:: Brief ::
In the data below, which lines hold "calls"? Copy every one.

Data records:
****
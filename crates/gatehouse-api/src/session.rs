// Signed cookie sessions
// Decision: All session state lives in the client cookie, signed with SESSION_SECRET;
// the server keeps nothing between requests
// Decision: Invalid or expired cookies are dropped silently and treated as "no session"
// Decision: The cookie is only written into a finished response, so a cancelled
// request never commits session changes

use std::sync::Arc;
use std::time::Duration;

use axum::{
    extract::{FromRequestParts, Request, State},
    http::{request::Parts, StatusCode},
    middleware::Next,
    response::{IntoResponse, Response},
};
use axum_extra::extract::cookie::{Cookie, Key, SameSite, SignedCookieJar};
use base64::{engine::general_purpose::URL_SAFE_NO_PAD, Engine as _};
use chrono::Utc;
use parking_lot::Mutex;
use serde::{de::DeserializeOwned, Deserialize, Serialize};
use serde_json::{Map, Value};
use sha2::{Digest, Sha512};
use uuid::Uuid;

use crate::common::ErrorResponse;
use crate::config::SessionConfig;

/// Name of the session cookie
pub const SESSION_COOKIE: &str = "session";

/// Serialized form carried inside the signed cookie
#[derive(Debug, Serialize, Deserialize)]
struct SessionPayload {
    id: Uuid,
    /// Unix timestamp of the last time the cookie was issued
    iat: i64,
    data: Map<String, Value>,
}

#[derive(Debug, Default)]
struct SessionInner {
    id: Option<Uuid>,
    data: Map<String, Value>,
    modified: bool,
}

/// Session attached to the current request.
///
/// Cloning is cheap; all clones refer to the same request-scoped state.
#[derive(Debug, Clone, Default)]
pub struct Session {
    inner: Arc<Mutex<SessionInner>>,
}

impl Session {
    fn restore(id: Uuid, data: Map<String, Value>) -> Self {
        Self {
            inner: Arc::new(Mutex::new(SessionInner {
                id: Some(id),
                data,
                modified: false,
            })),
        }
    }

    /// Identifier of a session that came in with the request, or was issued by it
    pub fn id(&self) -> Option<Uuid> {
        self.inner.lock().id
    }

    pub fn is_empty(&self) -> bool {
        self.inner.lock().data.is_empty()
    }

    pub fn get<T: DeserializeOwned>(&self, key: &str) -> Option<T> {
        let inner = self.inner.lock();
        let value = inner.data.get(key)?;
        serde_json::from_value(value.clone()).ok()
    }

    pub fn insert<T: Serialize>(&self, key: &str, value: T) -> Result<(), serde_json::Error> {
        let value = serde_json::to_value(value)?;
        let mut inner = self.inner.lock();
        inner.data.insert(key.to_string(), value);
        inner.modified = true;
        Ok(())
    }

    /// Remove and return a value
    pub fn remove<T: DeserializeOwned>(&self, key: &str) -> Option<T> {
        let mut inner = self.inner.lock();
        let value = inner.data.remove(key)?;
        inner.modified = true;
        serde_json::from_value(value).ok()
    }

    pub fn clear(&self) {
        let mut inner = self.inner.lock();
        if !inner.data.is_empty() {
            inner.data.clear();
            inner.modified = true;
        }
    }
}

#[axum::async_trait]
impl<S> FromRequestParts<S> for Session
where
    S: Send + Sync,
{
    type Rejection = Response;

    async fn from_request_parts(parts: &mut Parts, _state: &S) -> Result<Self, Self::Rejection> {
        parts.extensions.get::<Session>().cloned().ok_or_else(|| {
            tracing::error!("Session extractor used on a route without the session layer");
            ErrorResponse::new("Session unavailable").with_status(StatusCode::INTERNAL_SERVER_ERROR)
        })
    }
}

/// Signs, verifies and (de)serializes session cookies
#[derive(Clone)]
pub struct SessionStore {
    key: Key,
    max_age: Duration,
    /// `max_age` in whole seconds, as used by cookie and age arithmetic
    max_age_secs: i64,
    https_only: bool,
}

impl std::fmt::Debug for SessionStore {
    fn fmt(&self, f: &mut std::fmt::Formatter<'_>) -> std::fmt::Result {
        f.debug_struct("SessionStore")
            .field("max_age", &self.max_age)
            .field("https_only", &self.https_only)
            .finish_non_exhaustive()
    }
}

impl SessionStore {
    pub fn new(config: &SessionConfig) -> Self {
        // Cookie signing needs a 64-byte master key; stretch the configured secret to that size
        let digest = Sha512::digest(config.secret.as_bytes());
        Self {
            key: Key::from(digest.as_slice()),
            max_age: config.max_age,
            max_age_secs: i64::try_from(config.max_age.as_secs()).unwrap_or(i64::MAX),
            https_only: config.https_only,
        }
    }

    pub fn max_age(&self) -> Duration {
        self.max_age
    }

    /// Read the session out of a request's cookies; anything unverifiable is an empty session.
    fn load(&self, jar: &SignedCookieJar) -> Session {
        let Some(cookie) = jar.get(SESSION_COOKIE) else {
            return Session::default();
        };

        match self.decode(cookie.value()) {
            Some(payload) => Session::restore(payload.id, payload.data),
            None => Session::default(),
        }
    }

    fn decode(&self, value: &str) -> Option<SessionPayload> {
        let bytes = URL_SAFE_NO_PAD
            .decode(value)
            .inspect_err(|e| tracing::debug!(error = %e, "Dropping undecodable session cookie"))
            .ok()?;
        let payload: SessionPayload = serde_json::from_slice(&bytes)
            .inspect_err(|e| tracing::debug!(error = %e, "Dropping malformed session cookie"))
            .ok()?;

        // Expired from `iat + max_age` onwards
        let age = Utc::now().timestamp().saturating_sub(payload.iat);
        if age < 0 || age >= self.max_age_secs {
            tracing::debug!(session_id = %payload.id, age, "Dropping expired session cookie");
            return None;
        }

        Some(payload)
    }

    fn build_cookie(&self, payload: &SessionPayload) -> Result<Cookie<'static>, serde_json::Error> {
        let value = URL_SAFE_NO_PAD.encode(serde_json::to_vec(payload)?);
        Ok(Cookie::build((SESSION_COOKIE, value))
            .path("/")
            .http_only(true)
            .same_site(SameSite::Lax)
            .secure(self.https_only)
            .max_age(time::Duration::seconds(self.max_age_secs))
            .build())
    }

    /// Apply a handler's session changes to the outgoing cookie jar.
    ///
    /// Returns `None` when the response needs no `Set-Cookie`.
    fn commit(&self, session: &Session, jar: SignedCookieJar) -> Option<SignedCookieJar> {
        let mut inner = session.inner.lock();
        if !inner.modified {
            return None;
        }

        if inner.data.is_empty() {
            // Nothing to keep; forget the client copy if there was one
            return inner
                .id
                .take()
                .map(|_| jar.remove(Cookie::build(SESSION_COOKIE).path("/")));
        }

        let id = *inner.id.get_or_insert_with(Uuid::now_v7);
        let payload = SessionPayload {
            id,
            iat: Utc::now().timestamp(),
            data: inner.data.clone(),
        };

        match self.build_cookie(&payload) {
            Ok(cookie) => Some(jar.add(cookie)),
            Err(e) => {
                tracing::error!(session_id = %id, error = %e, "Failed to serialize session");
                None
            }
        }
    }
}

/// Middleware attaching a [`Session`] to every request and persisting changes on the response
pub async fn session_layer(
    State(store): State<SessionStore>,
    mut request: Request,
    next: Next,
) -> Response {
    let jar = SignedCookieJar::from_headers(request.headers(), store.key.clone());
    let session = store.load(&jar);
    request.extensions_mut().insert(session.clone());

    let response = next.run(request).await;

    match store.commit(&session, jar) {
        Some(jar) => (jar, response).into_response(),
        None => response,
    }
}
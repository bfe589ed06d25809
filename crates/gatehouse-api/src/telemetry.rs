// Logging setup
//
// Console logging through tracing-subscriber, filtered by RUST_LOG / LOG_LEVEL.

use tracing_subscriber::{layer::SubscriberExt, util::SubscriberInitExt, EnvFilter, Layer};

pub const DEFAULT_LOG_FILTER: &str = "gatehouse_api=debug,gatehouse_storage=debug,tower_http=debug";

#[derive(Debug, Clone)]
pub struct TelemetryConfig {
    /// Service name attached to the startup log line
    pub service_name: String,
    /// Log filter (e.g., "info", "debug", "gatehouse_api=debug")
    pub log_filter: Option<String>,
}

impl Default for TelemetryConfig {
    fn default() -> Self {
        Self {
            service_name: "gatehouse-api".to_string(),
            log_filter: None,
        }
    }
}

impl TelemetryConfig {
    /// Environment variables:
    /// - `SERVICE_NAME`: service name (default: "gatehouse-api")
    /// - `RUST_LOG` or `LOG_LEVEL`: log filter
    pub fn from_env() -> Self {
        Self {
            service_name: std::env::var("SERVICE_NAME")
                .unwrap_or_else(|_| "gatehouse-api".to_string()),
            log_filter: std::env::var("RUST_LOG")
                .ok()
                .or_else(|| std::env::var("LOG_LEVEL").ok()),
        }
    }

    fn filter(&self) -> EnvFilter {
        self.log_filter
            .as_ref()
            .and_then(|f| EnvFilter::try_new(f).ok())
            .unwrap_or_else(|| EnvFilter::new(DEFAULT_LOG_FILTER))
    }
}

/// Install the global subscriber. Call once, before anything logs.
pub fn init_telemetry(config: &TelemetryConfig) {
    let console_layer = tracing_subscriber::fmt::layer()
        .with_target(true)
        .with_filter(config.filter());

    tracing_subscriber::registry().with(console_layer).init();

    tracing::debug!(service = %config.service_name, "Logging initialized");
}

#[cfg(test)]
mod tests {
    use super::*;

    #[test]
    fn test_invalid_filter_falls_back_to_default() {
        let config = TelemetryConfig {
            log_filter: Some("gatehouse_api=loud".to_string()),
            ..Default::default()
        };
        assert_eq!(
            config.filter().to_string(),
            EnvFilter::new(DEFAULT_LOG_FILTER).to_string()
        );
    }

    #[test]
    fn test_explicit_filter() {
        let config = TelemetryConfig {
            log_filter: Some("warn".to_string()),
            ..Default::default()
        };
        assert_eq!(config.filter().to_string(), "warn");
    }
}
// Startup sequencing
// Decision: The sequencer is the only writer of the startup state and is consumed by `run`,
// so the database check happens exactly once per process
// Decision: No retry on connectivity failure; the process aborts and the supervisor restarts it
//
// State machine: uninitialized -> ready | failed (both terminal).

use std::time::Duration;

use axum::{
    extract::{Request, State},
    http::StatusCode,
    middleware::Next,
    response::Response,
};
use gatehouse_storage::{Persistence, StorageError};
use serde::Serialize;
use thiserror::Error;
use tokio::sync::watch;

use crate::common::ErrorResponse;

#[derive(Debug, Clone, Copy, PartialEq, Eq, Serialize)]
#[serde(rename_all = "lowercase")]
pub enum StartupState {
    Uninitialized,
    Ready,
    Failed,
}

/// Fatal startup failures. Never sent to clients.
#[derive(Debug, Error)]
pub enum StartupError {
    #[error("startup connectivity failure: {0}")]
    Connectivity(#[from] StorageError),

    #[error("startup connectivity check timed out after {0:?}")]
    TimedOut(Duration),
}

/// Read-only view of the startup state, shared with the request pipeline
#[derive(Debug, Clone)]
pub struct Lifecycle {
    state: watch::Receiver<StartupState>,
}

impl Lifecycle {
    pub fn state(&self) -> StartupState {
        *self.state.borrow()
    }

    pub fn is_ready(&self) -> bool {
        self.state() == StartupState::Ready
    }

    /// Resolve once the state has left `uninitialized`
    pub async fn settled(&mut self) -> StartupState {
        let settled = self
            .state
            .wait_for(|state| *state != StartupState::Uninitialized)
            .await
            .map(|state| *state);

        // An error means the sequencer was dropped without running
        settled.unwrap_or_else(|_| self.state())
    }
}

/// One-shot initializer that gates traffic on database connectivity
#[derive(Debug)]
pub struct StartupSequencer {
    state: watch::Sender<StartupState>,
    timeout: Duration,
}

impl StartupSequencer {
    /// Create a sequencer in the `uninitialized` state together with its reader handle
    pub fn new(timeout: Duration) -> (Self, Lifecycle) {
        let (tx, rx) = watch::channel(StartupState::Uninitialized);
        (Self { state: tx, timeout }, Lifecycle { state: rx })
    }

    /// Run the entry action: check persistence connectivity within the timeout.
    pub async fn run<P>(self, persistence: &P) -> Result<(), StartupError>
    where
        P: Persistence + ?Sized,
    {
        tracing::info!(timeout = ?self.timeout, "Checking database connectivity");

        let result = match tokio::time::timeout(self.timeout, persistence.init_db()).await {
            Ok(Ok(())) => Ok(()),
            Ok(Err(e)) => Err(StartupError::Connectivity(e)),
            Err(_) => Err(StartupError::TimedOut(self.timeout)),
        };

        match &result {
            Ok(()) => {
                self.state.send_replace(StartupState::Ready);
                tracing::info!("Connected to database, ready to serve");
            }
            Err(e) => {
                self.state.send_replace(StartupState::Failed);
                tracing::error!(error = %e, "Startup failed");
            }
        }

        result
    }
}

/// Middleware answering 503 until the lifecycle is `ready`
pub async fn require_ready(
    State(lifecycle): State<Lifecycle>,
    request: Request,
    next: Next,
) -> Response {
    if !lifecycle.is_ready() {
        tracing::warn!(state = ?lifecycle.state(), "Rejecting request before startup completed");
        return ErrorResponse::new("Service is not ready")
            .with_status(StatusCode::SERVICE_UNAVAILABLE);
    }
    next.run(request).await
}

#[cfg(test)]
mod tests {
    use super::*;
    use async_trait::async_trait;
    use std::sync::atomic::{AtomicUsize, Ordering};

    struct CountingDb {
        calls: AtomicUsize,
        fail: bool,
    }

    impl CountingDb {
        fn new(fail: bool) -> Self {
            Self {
                calls: AtomicUsize::new(0),
                fail,
            }
        }
    }

    #[async_trait]
    impl Persistence for CountingDb {
        async fn init_db(&self) -> Result<(), StorageError> {
            self.calls.fetch_add(1, Ordering::SeqCst);
            if self.fail {
                Err(StorageError::Connectivity(sqlx::Error::PoolClosed))
            } else {
                Ok(())
            }
        }
    }

    struct HangingDb;

    #[async_trait]
    impl Persistence for HangingDb {
        async fn init_db(&self) -> Result<(), StorageError> {
            std::future::pending().await
        }
    }

    #[test]
    fn test_starts_uninitialized() {
        let (_sequencer, lifecycle) = StartupSequencer::new(Duration::from_secs(1));
        assert_eq!(lifecycle.state(), StartupState::Uninitialized);
        assert!(!lifecycle.is_ready());
    }

    #[tokio::test]
    async fn test_success_transitions_to_ready_once() {
        let db = CountingDb::new(false);
        let (sequencer, mut lifecycle) = StartupSequencer::new(Duration::from_secs(1));

        sequencer.run(&db).await.unwrap();

        assert_eq!(db.calls.load(Ordering::SeqCst), 1);
        assert!(lifecycle.is_ready());
        assert_eq!(lifecycle.settled().await, StartupState::Ready);
    }

    #[tokio::test]
    async fn test_failure_transitions_to_failed() {
        let db = CountingDb::new(true);
        let (sequencer, lifecycle) = StartupSequencer::new(Duration::from_secs(1));

        let err = sequencer.run(&db).await.unwrap_err();

        assert!(matches!(err, StartupError::Connectivity(_)));
        assert_eq!(db.calls.load(Ordering::SeqCst), 1);
        assert_eq!(lifecycle.state(), StartupState::Failed);
    }

    #[tokio::test(start_paused = true)]
    async fn test_timeout_transitions_to_failed() {
        let (sequencer, lifecycle) = StartupSequencer::new(Duration::from_secs(5));

        let err = sequencer.run(&HangingDb).await.unwrap_err();

        assert!(matches!(err, StartupError::TimedOut(d) if d == Duration::from_secs(5)));
        assert_eq!(lifecycle.state(), StartupState::Failed);
    }

    #[tokio::test]
    async fn test_readers_observe_transition() {
        let (sequencer, lifecycle) = StartupSequencer::new(Duration::from_secs(1));
        let mut waiter = lifecycle.clone();
        let handle = tokio::spawn(async move { waiter.settled().await });

        sequencer.run(&CountingDb::new(false)).await.unwrap();

        assert_eq!(handle.await.unwrap(), StartupState::Ready);
        assert!(lifecycle.is_ready());
    }

    #[tokio::test]
    async fn test_dropped_sequencer_leaves_state_uninitialized() {
        let (sequencer, mut lifecycle) = StartupSequencer::new(Duration::from_secs(1));
        drop(sequencer);
        assert_eq!(lifecycle.settled().await, StartupState::Uninitialized);
    }
}
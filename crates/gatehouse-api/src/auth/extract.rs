// Per-route authentication
// Decision: Verification is opt-in per handler through the `AuthClaims` extractor,
// not a global layer, so public routes never pay for it

use std::sync::Arc;

use axum::{
    extract::{FromRef, FromRequestParts},
    http::{header, request::Parts},
};

use super::{error::AuthError, verifier::Claims, verifier::TokenVerifier};

/// Claims of the bearer token presented with the current request.
///
/// Lives only for the request it was extracted from.
#[derive(Debug, Clone)]
pub struct AuthClaims(pub Claims);

#[axum::async_trait]
impl<S> FromRequestParts<S> for AuthClaims
where
    S: Send + Sync,
    Arc<dyn TokenVerifier>: FromRef<S>,
{
    type Rejection = AuthError;

    async fn from_request_parts(parts: &mut Parts, state: &S) -> Result<Self, Self::Rejection> {
        let verifier = <Arc<dyn TokenVerifier>>::from_ref(state);

        let header_value = parts
            .headers
            .get(header::AUTHORIZATION)
            .map(|value| value.to_str().map_err(|_| AuthError::MalformedHeader))
            .transpose()?;

        let claims = verifier.verify(header_value).inspect_err(|e| {
            tracing::debug!(reason = %e, "Rejected bearer authentication");
        })?;

        Ok(AuthClaims(claims))
    }
}
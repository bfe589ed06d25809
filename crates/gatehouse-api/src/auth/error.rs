use axum::{
    http::{header, HeaderValue, StatusCode},
    response::{IntoResponse, Response},
};
use thiserror::Error;

use crate::common::ErrorResponse;

/// Reasons a request fails bearer authentication.
///
/// Every variant is terminal for the request and answered with 401.
#[derive(Debug, Clone, Copy, PartialEq, Eq, Error)]
pub enum AuthError {
    #[error("Authorization header missing")]
    MissingCredential,

    #[error("Invalid authorization header format")]
    MalformedHeader,

    #[error("Invalid authentication scheme")]
    UnsupportedScheme,

    #[error("Invalid or expired token")]
    InvalidOrExpiredToken,
}

impl AuthError {
    pub fn status(&self) -> StatusCode {
        StatusCode::UNAUTHORIZED
    }
}

impl IntoResponse for AuthError {
    fn into_response(self) -> Response {
        let mut response = ErrorResponse::new(self.to_string()).with_status(self.status());
        response
            .headers_mut()
            .insert(header::WWW_AUTHENTICATE, HeaderValue::from_static("Bearer"));
        response
    }
}
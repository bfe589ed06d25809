// Gateway configuration loaded from environment variables
// Decision: JWT_SECRET and DATABASE_URL are required; startup fails without them
// Decision: CORS defaults to the two local development origins;
// production sets CORS_ALLOWED_ORIGINS

use std::time::Duration;

use axum::http::{HeaderName, HeaderValue, Method};
use thiserror::Error;

/// Placeholder used when SESSION_SECRET is not set. Never acceptable in production.
pub const DEFAULT_SESSION_SECRET: &str = "insecure-dev-session-secret-change-me";

pub const DEFAULT_SESSION_MAX_AGE: Duration = Duration::from_secs(3600);

pub const DEFAULT_CORS_ORIGINS: [&str; 2] = ["http://localhost:3000", "http://127.0.0.1:3000"];

pub const DEFAULT_BIND_ADDR: &str = "0.0.0.0:8000";

pub const DEFAULT_CONNECT_TIMEOUT: Duration = Duration::from_secs(10);

const WILDCARD: &str = "*";

#[derive(Debug, Error)]
pub enum ConfigError {
    #[error("{0} environment variable required")]
    Missing(&'static str),

    #[error("{0} must not be empty")]
    EmptySecret(&'static str),

    #[error("invalid value for {name}: {value:?}")]
    Invalid { name: &'static str, value: String },
}

/// Session cookie settings
#[derive(Debug, Clone)]
pub struct SessionConfig {
    pub secret: String,
    pub max_age: Duration,
    /// Sets the `Secure` cookie attribute; must be on behind TLS
    pub https_only: bool,
}

impl Default for SessionConfig {
    fn default() -> Self {
        Self {
            secret: DEFAULT_SESSION_SECRET.to_string(),
            max_age: DEFAULT_SESSION_MAX_AGE,
            https_only: false,
        }
    }
}

impl SessionConfig {
    pub fn uses_default_secret(&self) -> bool {
        self.secret == DEFAULT_SESSION_SECRET
    }
}

/// Cross-origin policy. `None` for methods or headers means "all".
#[derive(Debug, Clone)]
pub struct CorsConfig {
    pub allowed_origins: Vec<HeaderValue>,
    pub allowed_methods: Option<Vec<Method>>,
    pub allowed_headers: Option<Vec<HeaderName>>,
    pub allow_credentials: bool,
}

impl Default for CorsConfig {
    fn default() -> Self {
        Self {
            allowed_origins: DEFAULT_CORS_ORIGINS
                .into_iter()
                .map(HeaderValue::from_static)
                .collect(),
            allowed_methods: None,
            allowed_headers: None,
            allow_credentials: true,
        }
    }
}

/// Persistence connection settings
#[derive(Debug, Clone)]
pub struct DatabaseConfig {
    pub url: String,
    /// Bound on the one-time connectivity check at startup
    pub connect_timeout: Duration,
}

/// OAuth authorization-code handshake settings
#[derive(Debug, Clone)]
pub struct OAuthConfig {
    pub client_id: String,
    pub client_secret: String,
    pub authorize_url: String,
    pub token_url: String,
    pub redirect_uri: String,
    pub scope: Option<String>,
}

/// Complete gateway configuration
#[derive(Debug, Clone)]
pub struct GatewayConfig {
    pub bind_addr: String,
    pub jwt_secret: String,
    pub session: SessionConfig,
    pub cors: CorsConfig,
    pub database: DatabaseConfig,
    pub oauth: Option<OAuthConfig>,
}

impl GatewayConfig {
    /// Load configuration from environment variables
    pub fn from_env() -> Result<Self, ConfigError> {
        Self::from_lookup(|name| std::env::var(name).ok())
    }

    /// Load configuration through `lookup`; empty values count as unset.
    pub fn from_lookup<F>(lookup: F) -> Result<Self, ConfigError>
    where
        F: Fn(&str) -> Option<String>,
    {
        let get = |name: &str| lookup(name).filter(|value| !value.trim().is_empty());

        let jwt_secret = get("JWT_SECRET").ok_or(ConfigError::Missing("JWT_SECRET"))?;

        let session = SessionConfig {
            secret: get("SESSION_SECRET").unwrap_or_else(|| DEFAULT_SESSION_SECRET.to_string()),
            max_age: match get("SESSION_MAX_AGE") {
                Some(value) => parse_max_age("SESSION_MAX_AGE", &value)?,
                None => DEFAULT_SESSION_MAX_AGE,
            },
            https_only: match get("SESSION_HTTPS_ONLY") {
                Some(value) => parse_bool("SESSION_HTTPS_ONLY", &value)?,
                None => false,
            },
        };

        // Credentials are always allowed, so a wildcard origin can never be honoured.
        // A wildcard method or header list means "all", which is the mirroring default.
        let mut cors = CorsConfig::default();
        if let Some(value) = get("CORS_ALLOWED_ORIGINS") {
            cors.allowed_origins = parse_list("CORS_ALLOWED_ORIGINS", &value, |s| {
                (s != WILDCARD).then(|| HeaderValue::from_str(s).ok()).flatten()
            })?;
        }
        if let Some(value) = get("CORS_ALLOWED_METHODS").filter(|v| !has_wildcard(v)) {
            cors.allowed_methods = Some(parse_list("CORS_ALLOWED_METHODS", &value, |s| {
                Method::from_bytes(s.to_ascii_uppercase().as_bytes()).ok()
            })?);
        }
        if let Some(value) = get("CORS_ALLOWED_HEADERS").filter(|v| !has_wildcard(v)) {
            cors.allowed_headers = Some(parse_list("CORS_ALLOWED_HEADERS", &value, |s| {
                HeaderName::from_bytes(s.as_bytes()).ok()
            })?);
        }

        let database = DatabaseConfig {
            url: get("DATABASE_URL").ok_or(ConfigError::Missing("DATABASE_URL"))?,
            connect_timeout: match get("DATABASE_CONNECT_TIMEOUT") {
                Some(value) => {
                    Duration::from_secs(parse_number("DATABASE_CONNECT_TIMEOUT", &value)?)
                }
                None => DEFAULT_CONNECT_TIMEOUT,
            },
        };

        let oauth = match (
            get("OAUTH_CLIENT_ID"),
            get("OAUTH_CLIENT_SECRET"),
            get("OAUTH_AUTHORIZE_URL"),
            get("OAUTH_TOKEN_URL"),
            get("OAUTH_REDIRECT_URI"),
        ) {
            (
                Some(client_id),
                Some(client_secret),
                Some(authorize_url),
                Some(token_url),
                Some(redirect_uri),
            ) => Some(OAuthConfig {
                client_id,
                client_secret,
                authorize_url,
                token_url,
                redirect_uri,
                scope: get("OAUTH_SCOPE"),
            }),
            _ => None,
        };

        Ok(Self {
            bind_addr: get("BIND_ADDR").unwrap_or_else(|| DEFAULT_BIND_ADDR.to_string()),
            jwt_secret,
            session,
            cors,
            database,
            oauth,
        })
    }
}

fn parse_number(name: &'static str, value: &str) -> Result<u64, ConfigError> {
    value.trim().parse().map_err(|_| ConfigError::Invalid {
        name,
        value: value.to_string(),
    })
}

/// Seconds, bounded so the cookie `Max-Age` and session age arithmetic stay in `i64`
fn parse_max_age(name: &'static str, value: &str) -> Result<Duration, ConfigError> {
    let secs = parse_number(name, value)?;
    i64::try_from(secs)
        .map(|_| Duration::from_secs(secs))
        .map_err(|_| ConfigError::Invalid {
            name,
            value: value.to_string(),
        })
}

fn has_wildcard(value: &str) -> bool {
    value.split(',').any(|item| item.trim() == WILDCARD)
}

fn parse_bool(name: &'static str, value: &str) -> Result<bool, ConfigError> {
    match value.trim().to_lowercase().as_str() {
        "true" | "1" | "yes" => Ok(true),
        "false" | "0" | "no" => Ok(false),
        _ => Err(ConfigError::Invalid {
            name,
            value: value.to_string(),
        }),
    }
}

fn parse_list<T>(
    name: &'static str,
    value: &str,
    parse: impl Fn(&str) -> Option<T>,
) -> Result<Vec<T>, ConfigError> {
    value
        .split(',')
        .map(str::trim)
        .filter(|item| !item.is_empty())
        .map(|item| {
            parse(item).ok_or_else(|| ConfigError::Invalid {
                name,
                value: item.to_string(),
            })
        })
        .collect()
}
****
:: Completed exercise ::
        calls: AtomicUsize,
                calls: AtomicUsize::new(0),
            self.calls.fetch_add(1, Ordering::SeqCst);
        assert_eq!(db.calls.load(Ordering::SeqCst), 1);
        assert_eq!(db.calls.load(Ordering::SeqCst), 1);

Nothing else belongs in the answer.